- TASK OBJECTIVE
Collect each line of the records containing the string "ValidationError".
________________________________________
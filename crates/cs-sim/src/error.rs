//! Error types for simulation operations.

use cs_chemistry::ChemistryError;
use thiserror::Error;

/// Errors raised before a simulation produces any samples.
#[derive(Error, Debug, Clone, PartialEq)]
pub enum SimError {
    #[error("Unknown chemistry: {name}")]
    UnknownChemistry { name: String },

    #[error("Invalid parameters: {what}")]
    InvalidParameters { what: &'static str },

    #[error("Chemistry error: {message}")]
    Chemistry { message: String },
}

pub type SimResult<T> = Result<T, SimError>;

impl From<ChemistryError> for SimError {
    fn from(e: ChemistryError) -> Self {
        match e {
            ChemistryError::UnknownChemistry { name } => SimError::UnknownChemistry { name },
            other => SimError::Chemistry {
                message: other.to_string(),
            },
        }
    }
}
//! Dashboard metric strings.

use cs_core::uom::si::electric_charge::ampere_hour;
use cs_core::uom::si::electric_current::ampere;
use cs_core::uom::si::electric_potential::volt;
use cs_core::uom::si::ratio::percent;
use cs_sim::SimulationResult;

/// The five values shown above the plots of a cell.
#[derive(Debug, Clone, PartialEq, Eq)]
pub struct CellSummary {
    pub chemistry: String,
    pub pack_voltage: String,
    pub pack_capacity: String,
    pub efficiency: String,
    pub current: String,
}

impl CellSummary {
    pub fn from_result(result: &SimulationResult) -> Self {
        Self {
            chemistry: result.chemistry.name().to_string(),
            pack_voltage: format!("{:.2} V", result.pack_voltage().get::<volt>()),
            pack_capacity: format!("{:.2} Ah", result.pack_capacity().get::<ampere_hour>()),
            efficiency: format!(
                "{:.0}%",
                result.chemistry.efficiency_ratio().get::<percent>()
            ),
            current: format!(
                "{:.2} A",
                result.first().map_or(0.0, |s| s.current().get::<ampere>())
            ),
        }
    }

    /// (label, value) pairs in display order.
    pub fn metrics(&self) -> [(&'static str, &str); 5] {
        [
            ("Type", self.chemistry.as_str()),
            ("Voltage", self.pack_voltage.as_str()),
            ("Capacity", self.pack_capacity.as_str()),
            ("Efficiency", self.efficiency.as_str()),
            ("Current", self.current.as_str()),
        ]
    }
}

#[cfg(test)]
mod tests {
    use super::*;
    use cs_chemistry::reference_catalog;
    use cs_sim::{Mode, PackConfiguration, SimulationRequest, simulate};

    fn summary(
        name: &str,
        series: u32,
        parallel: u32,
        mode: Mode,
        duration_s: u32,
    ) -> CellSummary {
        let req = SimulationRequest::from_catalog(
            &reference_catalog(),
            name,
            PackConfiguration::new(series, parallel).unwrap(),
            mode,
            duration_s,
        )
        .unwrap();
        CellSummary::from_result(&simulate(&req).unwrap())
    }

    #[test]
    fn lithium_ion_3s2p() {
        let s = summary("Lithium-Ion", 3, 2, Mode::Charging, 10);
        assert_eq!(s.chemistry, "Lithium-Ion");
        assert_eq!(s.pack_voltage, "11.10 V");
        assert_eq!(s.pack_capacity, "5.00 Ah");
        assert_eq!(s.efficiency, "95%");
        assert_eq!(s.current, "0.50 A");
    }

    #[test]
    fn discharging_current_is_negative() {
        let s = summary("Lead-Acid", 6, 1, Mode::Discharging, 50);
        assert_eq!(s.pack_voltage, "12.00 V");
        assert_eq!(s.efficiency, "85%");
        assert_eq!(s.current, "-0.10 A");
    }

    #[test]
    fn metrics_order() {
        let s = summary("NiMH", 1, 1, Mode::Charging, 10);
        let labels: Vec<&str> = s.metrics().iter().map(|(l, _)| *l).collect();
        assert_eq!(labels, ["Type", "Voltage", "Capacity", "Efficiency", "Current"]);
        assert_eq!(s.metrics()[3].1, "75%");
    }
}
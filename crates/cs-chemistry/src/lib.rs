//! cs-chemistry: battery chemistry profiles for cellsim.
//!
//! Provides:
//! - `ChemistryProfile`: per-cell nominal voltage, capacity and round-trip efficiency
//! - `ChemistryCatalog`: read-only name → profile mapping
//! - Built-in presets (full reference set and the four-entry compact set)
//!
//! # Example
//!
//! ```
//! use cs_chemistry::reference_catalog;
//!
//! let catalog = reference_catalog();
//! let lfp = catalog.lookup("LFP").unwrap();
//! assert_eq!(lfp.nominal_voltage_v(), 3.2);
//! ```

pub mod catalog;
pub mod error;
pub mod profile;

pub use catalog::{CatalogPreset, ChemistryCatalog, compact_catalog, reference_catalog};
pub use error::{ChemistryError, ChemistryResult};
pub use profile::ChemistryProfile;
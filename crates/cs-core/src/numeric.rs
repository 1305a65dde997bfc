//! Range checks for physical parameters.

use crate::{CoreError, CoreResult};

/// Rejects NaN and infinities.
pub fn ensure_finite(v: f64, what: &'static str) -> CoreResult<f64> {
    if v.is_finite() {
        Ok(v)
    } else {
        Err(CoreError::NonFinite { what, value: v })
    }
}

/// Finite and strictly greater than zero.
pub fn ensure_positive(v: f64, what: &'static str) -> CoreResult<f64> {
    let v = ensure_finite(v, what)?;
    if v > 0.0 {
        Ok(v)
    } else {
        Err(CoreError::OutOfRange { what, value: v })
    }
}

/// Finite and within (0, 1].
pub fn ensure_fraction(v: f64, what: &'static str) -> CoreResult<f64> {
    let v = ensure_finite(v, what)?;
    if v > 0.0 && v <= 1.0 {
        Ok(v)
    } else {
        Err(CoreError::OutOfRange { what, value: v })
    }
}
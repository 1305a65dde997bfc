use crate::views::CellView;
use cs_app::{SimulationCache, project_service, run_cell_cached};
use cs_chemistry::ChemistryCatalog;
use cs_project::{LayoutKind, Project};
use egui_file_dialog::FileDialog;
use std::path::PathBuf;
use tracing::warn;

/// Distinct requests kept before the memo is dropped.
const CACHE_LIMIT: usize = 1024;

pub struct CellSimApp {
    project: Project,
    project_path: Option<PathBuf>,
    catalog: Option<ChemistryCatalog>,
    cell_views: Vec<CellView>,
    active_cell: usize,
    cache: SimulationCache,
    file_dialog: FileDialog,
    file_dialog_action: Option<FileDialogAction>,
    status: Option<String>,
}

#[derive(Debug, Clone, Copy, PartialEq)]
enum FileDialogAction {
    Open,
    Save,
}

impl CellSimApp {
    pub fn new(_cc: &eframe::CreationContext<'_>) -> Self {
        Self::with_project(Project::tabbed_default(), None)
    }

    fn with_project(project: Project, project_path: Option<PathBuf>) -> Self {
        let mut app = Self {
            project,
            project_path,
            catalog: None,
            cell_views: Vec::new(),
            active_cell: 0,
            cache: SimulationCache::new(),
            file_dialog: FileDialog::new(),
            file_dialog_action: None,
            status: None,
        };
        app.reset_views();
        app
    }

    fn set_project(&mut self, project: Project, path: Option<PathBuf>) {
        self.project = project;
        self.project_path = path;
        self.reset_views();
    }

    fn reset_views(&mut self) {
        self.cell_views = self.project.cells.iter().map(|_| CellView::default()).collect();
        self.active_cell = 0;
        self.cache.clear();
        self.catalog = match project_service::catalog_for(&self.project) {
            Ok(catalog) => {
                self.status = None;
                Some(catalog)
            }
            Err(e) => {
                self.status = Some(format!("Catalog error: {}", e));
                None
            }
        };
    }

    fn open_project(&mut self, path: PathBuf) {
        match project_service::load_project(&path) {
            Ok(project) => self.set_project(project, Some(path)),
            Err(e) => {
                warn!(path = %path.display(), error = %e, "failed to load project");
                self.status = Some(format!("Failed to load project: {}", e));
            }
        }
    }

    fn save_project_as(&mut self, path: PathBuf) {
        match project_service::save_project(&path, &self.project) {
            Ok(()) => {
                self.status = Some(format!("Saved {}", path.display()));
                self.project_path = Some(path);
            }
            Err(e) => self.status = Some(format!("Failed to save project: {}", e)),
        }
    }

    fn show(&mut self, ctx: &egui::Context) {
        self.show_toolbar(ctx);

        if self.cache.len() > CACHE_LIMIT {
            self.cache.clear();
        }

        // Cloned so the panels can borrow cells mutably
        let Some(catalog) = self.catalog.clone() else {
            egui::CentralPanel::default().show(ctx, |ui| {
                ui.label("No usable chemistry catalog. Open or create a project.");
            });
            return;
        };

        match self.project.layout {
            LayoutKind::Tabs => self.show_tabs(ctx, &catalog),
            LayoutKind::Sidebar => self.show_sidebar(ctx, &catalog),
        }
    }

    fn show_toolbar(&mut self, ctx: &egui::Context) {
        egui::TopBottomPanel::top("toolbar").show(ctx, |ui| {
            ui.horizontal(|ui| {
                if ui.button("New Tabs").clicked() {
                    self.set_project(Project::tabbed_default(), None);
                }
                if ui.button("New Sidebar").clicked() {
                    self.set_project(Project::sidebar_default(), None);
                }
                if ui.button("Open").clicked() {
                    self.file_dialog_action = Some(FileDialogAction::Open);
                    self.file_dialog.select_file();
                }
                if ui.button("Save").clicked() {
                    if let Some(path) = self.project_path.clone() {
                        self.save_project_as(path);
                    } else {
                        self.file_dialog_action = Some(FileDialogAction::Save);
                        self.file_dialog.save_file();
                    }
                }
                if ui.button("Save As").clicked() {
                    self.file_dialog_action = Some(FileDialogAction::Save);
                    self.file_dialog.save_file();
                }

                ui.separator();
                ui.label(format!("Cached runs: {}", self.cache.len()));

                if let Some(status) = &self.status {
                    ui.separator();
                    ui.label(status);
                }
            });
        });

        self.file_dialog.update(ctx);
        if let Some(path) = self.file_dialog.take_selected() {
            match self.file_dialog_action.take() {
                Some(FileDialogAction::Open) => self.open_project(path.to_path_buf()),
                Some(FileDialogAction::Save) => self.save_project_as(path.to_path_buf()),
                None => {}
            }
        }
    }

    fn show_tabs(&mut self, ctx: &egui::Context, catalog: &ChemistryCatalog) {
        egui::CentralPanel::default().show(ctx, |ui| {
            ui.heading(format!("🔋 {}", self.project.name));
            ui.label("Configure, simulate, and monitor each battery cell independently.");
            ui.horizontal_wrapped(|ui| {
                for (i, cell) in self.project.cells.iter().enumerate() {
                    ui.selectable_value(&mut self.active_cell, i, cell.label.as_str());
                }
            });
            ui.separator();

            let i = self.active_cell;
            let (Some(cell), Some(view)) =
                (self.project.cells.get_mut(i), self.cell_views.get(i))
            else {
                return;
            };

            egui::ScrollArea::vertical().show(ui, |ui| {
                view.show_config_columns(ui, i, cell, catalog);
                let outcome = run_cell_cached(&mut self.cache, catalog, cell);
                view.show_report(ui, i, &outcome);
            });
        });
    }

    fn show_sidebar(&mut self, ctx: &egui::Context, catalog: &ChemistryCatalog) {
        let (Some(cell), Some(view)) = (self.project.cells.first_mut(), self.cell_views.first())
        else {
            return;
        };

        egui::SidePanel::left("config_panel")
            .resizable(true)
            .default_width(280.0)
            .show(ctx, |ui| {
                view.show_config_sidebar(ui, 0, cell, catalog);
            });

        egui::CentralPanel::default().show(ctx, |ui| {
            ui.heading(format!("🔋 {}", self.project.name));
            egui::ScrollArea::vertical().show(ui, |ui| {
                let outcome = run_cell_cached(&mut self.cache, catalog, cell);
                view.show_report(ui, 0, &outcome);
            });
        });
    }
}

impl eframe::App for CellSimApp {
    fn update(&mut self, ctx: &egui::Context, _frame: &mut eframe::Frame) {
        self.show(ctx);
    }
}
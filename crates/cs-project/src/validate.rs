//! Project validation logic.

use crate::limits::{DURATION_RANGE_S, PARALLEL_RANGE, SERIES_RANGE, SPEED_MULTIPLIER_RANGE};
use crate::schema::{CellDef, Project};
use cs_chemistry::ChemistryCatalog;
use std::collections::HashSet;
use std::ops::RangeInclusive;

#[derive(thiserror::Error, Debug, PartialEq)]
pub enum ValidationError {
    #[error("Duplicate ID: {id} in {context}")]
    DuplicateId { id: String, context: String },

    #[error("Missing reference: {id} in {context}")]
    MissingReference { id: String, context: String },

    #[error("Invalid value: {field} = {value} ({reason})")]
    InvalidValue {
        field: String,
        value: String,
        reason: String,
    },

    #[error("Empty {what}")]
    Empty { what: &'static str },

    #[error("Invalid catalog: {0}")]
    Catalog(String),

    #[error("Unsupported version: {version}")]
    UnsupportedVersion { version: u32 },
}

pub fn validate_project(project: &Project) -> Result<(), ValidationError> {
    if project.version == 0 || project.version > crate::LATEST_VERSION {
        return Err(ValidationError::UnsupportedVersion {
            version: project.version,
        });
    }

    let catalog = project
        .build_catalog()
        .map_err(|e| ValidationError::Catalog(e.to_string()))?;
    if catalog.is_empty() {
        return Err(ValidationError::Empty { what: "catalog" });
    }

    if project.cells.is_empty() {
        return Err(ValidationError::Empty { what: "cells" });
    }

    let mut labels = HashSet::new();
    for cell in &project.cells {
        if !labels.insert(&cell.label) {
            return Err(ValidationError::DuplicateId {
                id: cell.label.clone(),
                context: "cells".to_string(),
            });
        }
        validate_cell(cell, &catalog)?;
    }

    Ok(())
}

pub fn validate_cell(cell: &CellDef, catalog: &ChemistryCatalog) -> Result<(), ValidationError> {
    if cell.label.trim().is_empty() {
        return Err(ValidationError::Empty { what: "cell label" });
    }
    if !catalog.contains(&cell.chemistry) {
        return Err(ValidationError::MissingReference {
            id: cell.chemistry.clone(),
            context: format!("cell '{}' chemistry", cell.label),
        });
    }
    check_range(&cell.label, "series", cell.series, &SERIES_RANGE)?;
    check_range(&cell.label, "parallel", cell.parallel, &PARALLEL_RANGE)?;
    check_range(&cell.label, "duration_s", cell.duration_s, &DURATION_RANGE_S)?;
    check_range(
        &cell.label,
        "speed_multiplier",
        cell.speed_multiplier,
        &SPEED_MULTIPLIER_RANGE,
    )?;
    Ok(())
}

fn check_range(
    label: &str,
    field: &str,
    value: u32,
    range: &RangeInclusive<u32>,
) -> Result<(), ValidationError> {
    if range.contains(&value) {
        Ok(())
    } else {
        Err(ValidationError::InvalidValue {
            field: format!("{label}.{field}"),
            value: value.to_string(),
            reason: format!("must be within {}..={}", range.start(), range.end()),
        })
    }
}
________________________________________
- RESPONSE TO THIS EXERCISE
pub enum ValidationError {
pub fn validate_project(project: &Project) -> Result<(), ValidationError> {
        return Err(ValidationError::UnsupportedVersion {
        .map_err(|e| ValidationError::Catalog(e.to_string()))?;
        return Err(ValidationError::Empty { what: "catalog" });
        return Err(ValidationError::Empty { what: "cells" });
            return Err(ValidationError::DuplicateId {
pub fn validate_cell(cell: &CellDef, catalog: &ChemistryCatalog) -> Result<(), ValidationError> {
        return Err(ValidationError::Empty { what: "cell label" });
        return Err(ValidationError::MissingReference {
) -> Result<(), ValidationError> {
        Err(ValidationError::InvalidValue {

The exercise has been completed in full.